İran Sinemasının Yönetmenlerinin Hangi Türde Filmler Yaptıklarının En Belirgin Özelliği Nelerdir?

En belirgin özellikleri, siyasal, sosyal ve kültürel gerçekleri öne çıkaran, kültürler arası iletişimi, kadın haklarının savunulması ve İran'ın tarihsel ve kültürel kimliğinin geliştirilmesi temalarını işleyen dram ve sosyal drama filmleridir. Bu tür filmler, İran'da gerçek yaşamlarını konu alan filmlerdir ve İran sinemasının idealist bir bakış açısıyla tasvir edilen toplumsal gerçeklikleriyle öne çıkmaktadır.

En belirgin özellikleri, siyasal, sosyal ve kültürel gerçekleri öne çıkaran, kültürler arası iletişimi, kadın haklarının savunulması ve İranın tarihsel ve kültürel kimliğinin geliştirilmesi temalarını işleyen dram ve sosyal    filmleridir. Bu tür filmler, İranda gerçek yaşamlarını konu alan filmlerdir ve İran sinemasının    bir bakış açısıyla tasvir edilen toplumsal gerçeklikleriyle öne çıkmaktadır.

İran Sinemasının En Önemli Özelliklerinden Biri Olan Deneysel Anlatı Yapısının Hangi Etkenlerden Kaynaklandığını Söyleyebiliriz?

İran Sinemasının deneysel anlatı yapısı, İran’ın kültürel ve siyasi tarihinden, geleneksel İran sanatının etkisinden, İran sinemasının özgün tarzının oluşturulmasından, ulusal kimliğin arayışından ve sosyal meselelerin dile getirilmesinden kaynaklanmaktadır.

İran Sinemasının deneysel anlatı yapısı, İran’ın kültürel ve siyasi tarihinden, geleneksel İran sanatının etkisinden, İran sinemasının özgün tarzının oluşturulmasından, ulusal kimliğin arayışından ve sosyal meselelerin dile getirilmesinden kaynaklanmaktadır.

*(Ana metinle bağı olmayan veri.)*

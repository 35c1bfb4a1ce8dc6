//! Shared helpers for integration tests.

#![allow(dead_code)]

use std::sync::atomic::{AtomicUsize, Ordering};
use std::sync::{Arc, Mutex};

use async_trait::async_trait;
use gelrss::feed::{FeedConfig, FeedConfigStore, FeedDefinition};
use gelrss::{CacheStore, GelrssError, PostRecord, PostSource, Refresher, RenderContext};
use tokio::sync::Notify;

/// Public URL used by every test feed.
pub const BASE_URL: &str = "http://localhost:3000";

/// Post source with scripted results, a call counter and an optional gate.
pub struct FakeSource {
    result: Mutex<Result<Vec<PostRecord>, String>>,
    calls: AtomicUsize,
    gate: Option<Arc<Notify>>,
    started: Notify,
}

impl FakeSource {
    /// Source returning the given posts.
    pub fn with_posts(posts: Vec<PostRecord>) -> Arc<Self> {
        Arc::new(Self::new(Ok(posts), None))
    }

    /// Source failing every call.
    pub fn failing(message: &str) -> Arc<Self> {
        Arc::new(Self::new(Err(message.to_string()), None))
    }

    /// Source that blocks every call until `gate` is notified.
    pub fn gated(posts: Vec<PostRecord>, gate: Arc<Notify>) -> Arc<Self> {
        Arc::new(Self::new(Ok(posts), Some(gate)))
    }

    fn new(result: Result<Vec<PostRecord>, String>, gate: Option<Arc<Notify>>) -> Self {
        Self {
            result: Mutex::new(result),
            calls: AtomicUsize::new(0),
            gate,
            started: Notify::new(),
        }
    }

    /// Replace the scripted result.
    pub fn set_posts(&self, posts: Vec<PostRecord>) {
        *self.result.lock().unwrap() = Ok(posts);
    }

    /// Make subsequent calls fail.
    pub fn set_failing(&self, message: &str) {
        *self.result.lock().unwrap() = Err(message.to_string());
    }

    /// Number of upstream calls so far.
    pub fn calls(&self) -> usize {
        self.calls.load(Ordering::SeqCst)
    }

    /// Wait until a call has started.
    pub async fn wait_started(&self) {
        self.started.notified().await;
    }
}

#[async_trait]
impl PostSource for FakeSource {
    async fn fetch_posts(&self, _tags: &str, limit: u32) -> gelrss::Result<Vec<PostRecord>> {
        self.calls.fetch_add(1, Ordering::SeqCst);
        self.started.notify_one();
        if let Some(gate) = &self.gate {
            gate.notified().await;
        }

        let result = self.result.lock().unwrap().clone();
        result
            .map(|posts| posts.into_iter().take(limit as usize).collect())
            .map_err(GelrssError::Upstream)
    }
}

/// A post with every field filled in.
pub fn post(id: u64) -> PostRecord {
    PostRecord::new(id)
        .with_created_at("Sat Jan 13 12:34:56 -0600 2024")
        .with_file_url(format!("https://img.example.com/{id}.jpg"))
        .with_tags(format!("tag_{id}  solo"))
}

/// Feed store containing feeds `foo` and `bar`.
pub fn feeds() -> FeedConfigStore {
    let foo = FeedConfig::resolve("foo", FeedDefinition::new("foo_tag").with_artist_name("Foo"))
        .unwrap();
    let bar = FeedConfig::new("bar", "bar_tag").unwrap();
    [("foo".to_string(), foo), ("bar".to_string(), bar)]
        .into_iter()
        .collect()
}

/// Refresher over [`feeds`] with a ten minute interval.
pub fn refresher(source: Arc<FakeSource>) -> Refresher {
    Refresher::new(
        Arc::new(feeds()),
        Arc::new(CacheStore::new(10)),
        source,
        RenderContext::new(BASE_URL, 10),
    )
}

İran Sinemasının Özgün Anlatım Tekniği Ülke Dışında Hangi Ülkelerde Etkili Olmuştur?

İran Sinemasının özgün anlatım tekniği, İran dışında özellikle Fransa, İtalya, İngiltere, İsveç, İspanya, almanya, Suudi Arabistan ve japonya gibi ülkelerde etkili olmuştur. Bu ülkelerin sinema sanatçıları ve teorisyenleri, İran Sinemasının özgün anlatım tekniğini ve öykü anlatımını keşfetmeye başladılar.

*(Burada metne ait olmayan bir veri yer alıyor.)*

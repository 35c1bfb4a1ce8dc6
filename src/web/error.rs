//! Errors returned by the HTTP handlers.
//!
//! Every error renders as `{"error": {"code": ..., "message": ...}}` with the
//! matching status code.

use axum::{
    http::StatusCode,
    response::{IntoResponse, Response},
    Json,
};
use serde_json::json;
use thiserror::Error;

use crate::GelrssError;

/// Handler error.
#[derive(Debug, Error)]
pub enum ApiError {
    /// No feed is configured under this id.
    #[error("Configuration not found for: {0}")]
    UnknownFeed(String),

    /// The feed exists but no document has been produced yet.
    #[error("No RSS content available for: {0}")]
    NoContent(String),

    /// Anything else.
    #[error("{0}")]
    Internal(String),
}

impl ApiError {
    /// HTTP status for this error.
    pub fn status_code(&self) -> StatusCode {
        match self {
            ApiError::UnknownFeed(_) | ApiError::NoContent(_) => StatusCode::NOT_FOUND,
            ApiError::Internal(_) => StatusCode::INTERNAL_SERVER_ERROR,
        }
    }

    /// Machine-readable code.
    pub fn code(&self) -> &'static str {
        match self {
            ApiError::UnknownFeed(_) => "UNKNOWN_FEED",
            ApiError::NoContent(_) => "NO_CONTENT",
            ApiError::Internal(_) => "INTERNAL_ERROR",
        }
    }
}

impl IntoResponse for ApiError {
    fn into_response(self) -> Response {
        let body = json!({
            "error": {
                "code": self.code(),
                "message": self.to_string(),
            }
        });
        (self.status_code(), Json(body)).into_response()
    }
}

impl From<GelrssError> for ApiError {
    fn from(err: GelrssError) -> Self {
        tracing::error!("Internal error: {}", err);
        ApiError::Internal(err.to_string())
    }
}
use serde::{Deserialize, Serialize};

#[derive(Debug, Clone, Serialize, Deserialize)]
pub struct AppConfig {
    pub server: ServerConfig,
    pub store: StoreConfig,
}

#[derive(Debug, Clone, Serialize, Deserialize)]
pub struct ServerConfig {
    pub host: String,
    pub port: u16,
}

#[derive(Debug, Clone, Serialize, Deserialize)]
pub struct StoreConfig {
    /// Base URL of the document engine; when unset the server runs on the
    /// in-memory store (dev mode).
    pub url: Option<String>,
    pub index: String,
    pub timeout_secs: u64,
}

impl Default for AppConfig {
    fn default() -> Self {
        Self {
            server: ServerConfig::default(),
            store: StoreConfig::default(),
        }
    }
}

impl Default for ServerConfig {
    fn default() -> Self {
        Self {
            host: "127.0.0.1".to_string(),
            port: 8080,
        }
    }
}

impl Default for StoreConfig {
    fn default() -> Self {
        Self {
            url: None,
            index: "catalogue".to_string(),
            timeout_secs: 3,
        }
    }
}

impl AppConfig {
    /// Load configuration from defaults, an optional config file and
    /// CAT_-prefixed environment variables, in that order.
    pub fn load() -> anyhow::Result<Self> {
        let mut config = config::Config::builder();

        config = config.add_source(config::Config::try_from(&AppConfig::default())?);

        config = config.add_source(config::File::with_name("config").required(false));

        config = config.add_source(
            config::Environment::with_prefix("CAT")
                .separator("_")
                .prefix_separator("_"),
        );

        let config = config.build()?;
        let app_config: AppConfig = config.try_deserialize()?;

        Ok(app_config)
    }

    /// Get the server bind address
    pub fn server_address(&self) -> String {
        format!("{}:{}", self.server.host, self.server.port)
    }
}
use std::collections::HashMap;

use itertools::Itertools;
use parking_lot::RwLock;
use serde_json::{json, Value};

use crate::error::{CatalogueError, Result};
use crate::model::{Id, QueryNode, QueryPlan};
use crate::store::traits::{DocumentStore, SearchHits};

/// In-process document store. Evaluates the non-geo subset of the query
/// tree directly against stored documents; used by tests and as a dev
/// backend. Geo clauses need a spatial index and are not supported here.
#[derive(Default)]
pub struct InMemoryStore {
    docs: RwLock<HashMap<Id, Value>>,
}

impl InMemoryStore {
    pub fn new() -> InMemoryStore {
        InMemoryStore::default()
    }

    pub fn len(&self) -> usize {
        self.docs.read().len()
    }

    pub fn is_empty(&self) -> bool {
        self.docs.read().is_empty()
    }

    pub fn get(&self, id: &str) -> Option<Value> {
        self.docs.read().get(id).cloned()
    }

    fn matching_docs(&self, node: &QueryNode) -> Result<Vec<Value>> {
        let docs = self.docs.read();
        let mut matched = Vec::new();
        for doc in docs.values() {
            if evaluate(node, doc)? {
                matched.push(doc.clone());
            }
        }
        // Deterministic ordering for paging
        matched.sort_by(|a, b| doc_id(a).cmp(&doc_id(b)));
        Ok(matched)
    }
}

fn doc_id(doc: &Value) -> String {
    doc.get("id")
        .and_then(Value::as_str)
        .unwrap_or_default()
        .to_string()
}

/// Resolve a dotted field path against a document, ignoring the engine's
/// `.keyword` suffix.
fn field_value<'a>(doc: &'a Value, field: &str) -> Option<&'a Value> {
    let path = field.strip_suffix(".keyword").unwrap_or(field);
    let mut current = doc;
    for segment in path.split('.') {
        current = current.get(segment)?;
    }
    Some(current)
}

fn value_matches(candidate: &Value, wanted: &Value) -> bool {
    match candidate {
        Value::Array(entries) => entries.iter().any(|e| e == wanted),
        other => other == wanted,
    }
}

fn any_string_contains(doc: &Value, needle: &str, prefix: bool) -> bool {
    match doc {
        Value::String(s) => {
            let lower = s.to_lowercase();
            if prefix {
                lower
                    .split_whitespace()
                    .any(|word| word.starts_with(needle))
            } else {
                lower.contains(needle)
            }
        }
        Value::Array(entries) => entries.iter().any(|e| any_string_contains(e, needle, prefix)),
        Value::Object(map) => map.values().any(|v| any_string_contains(v, needle, prefix)),
        _ => false,
    }
}

fn evaluate(node: &QueryNode, doc: &Value) -> Result<bool> {
    match node {
        QueryNode::MatchAll => Ok(true),
        QueryNode::Term { field, value } => Ok(field_value(doc, field)
            .map(|candidate| value_matches(candidate, value))
            .unwrap_or(false)),
        QueryNode::Terms { field, values } => Ok(field_value(doc, field)
            .map(|candidate| values.iter().any(|v| value_matches(candidate, v)))
            .unwrap_or(false)),
        QueryNode::QueryString { query } => {
            let trimmed = query.trim().to_lowercase();
            let (needle, prefix) = match trimmed.strip_suffix('*') {
                Some(stem) => (stem.to_string(), true),
                None => (trimmed, false),
            };
            Ok(any_string_contains(doc, &needle, prefix))
        }
        QueryNode::Bool {
            must,
            filter,
            should,
        } => {
            for clause in must.iter().chain(filter.iter()) {
                if !evaluate(clause, doc)? {
                    return Ok(false);
                }
            }
            // Non-empty should lists require at least one match
            if !should.is_empty() {
                for clause in should {
                    if evaluate(clause, doc)? {
                        return Ok(true);
                    }
                }
                return Ok(false);
            }
            Ok(true)
        }
        QueryNode::GeoShape { .. } => Err(CatalogueError::Internal(anyhow::anyhow!(
            "geo queries are not supported by the in-memory store"
        ))),
    }
}

fn project(doc: &Value, fields: &[String]) -> Value {
    let mut out = serde_json::Map::new();
    for field in fields {
        if let Some(value) = doc.get(field) {
            out.insert(field.clone(), value.clone());
        }
    }
    Value::Object(out)
}

#[async_trait::async_trait]
impl DocumentStore for InMemoryStore {
    async fn search(&self, plan: &QueryPlan) -> Result<SearchHits> {
        let matched = self.matching_docs(&plan.query)?;
        let total = matched.len() as u64;
        let docs: Vec<Value> = matched
            .into_iter()
            .skip(plan.offset)
            .take(plan.limit)
            .map(|doc| match &plan.source_fields {
                Some(fields) => project(&doc, fields),
                None => doc,
            })
            .collect();
        Ok(SearchHits { total, docs })
    }

    async fn count(&self, plan: &QueryPlan) -> Result<u64> {
        Ok(self.matching_docs(&plan.query)?.len() as u64)
    }

    async fn aggregate(&self, plan: &QueryPlan) -> Result<Vec<Value>> {
        let aggregation = plan.aggregation.as_ref().ok_or_else(|| {
            CatalogueError::Internal(anyhow::anyhow!("aggregate called without an aggregation"))
        })?;
        let matched = self.matching_docs(&plan.query)?;
        let counts = matched
            .iter()
            .filter_map(|doc| field_value(doc, &aggregation.field))
            .filter_map(Value::as_str)
            .counts();
        let buckets = counts
            .into_iter()
            .sorted_by(|a, b| b.1.cmp(&a.1).then_with(|| a.0.cmp(b.0)))
            .take(aggregation.size)
            .map(|(key, count)| json!({"key": key, "docCount": count}))
            .collect();
        Ok(buckets)
    }

    async fn put(&self, id: &Id, doc: Value) -> Result<()> {
        let mut docs = self.docs.write();
        if docs.contains_key(id) {
            return Err(CatalogueError::Conflict(format!(
                "document already exists: {}",
                id
            )));
        }
        docs.insert(id.clone(), doc);
        Ok(())
    }

    async fn update(&self, id: &Id, doc: Value) -> Result<()> {
        self.docs.write().insert(id.clone(), doc);
        Ok(())
    }

    async fn delete(&self, id: &Id) -> Result<()> {
        match self.docs.write().remove(id) {
            Some(_) => Ok(()),
            None => Err(CatalogueError::ItemNotFound(format!(
                "document not found: {}",
                id
            ))),
        }
    }
}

İran Sinemasının özgün anlatım tekniği, İran dışında özellikle Fransa, İtalya, İngiltere, İsveç, İspanya,   , Suudi Arabistan ve    gibi ülkelerde etkili olmuştur. Bu ülkelerin sinema sanatçıları ve teorisyenleri, İran Sinemasının özgün anlatım tekniğini ve öykü anlatımını keşfetmeye başladılar.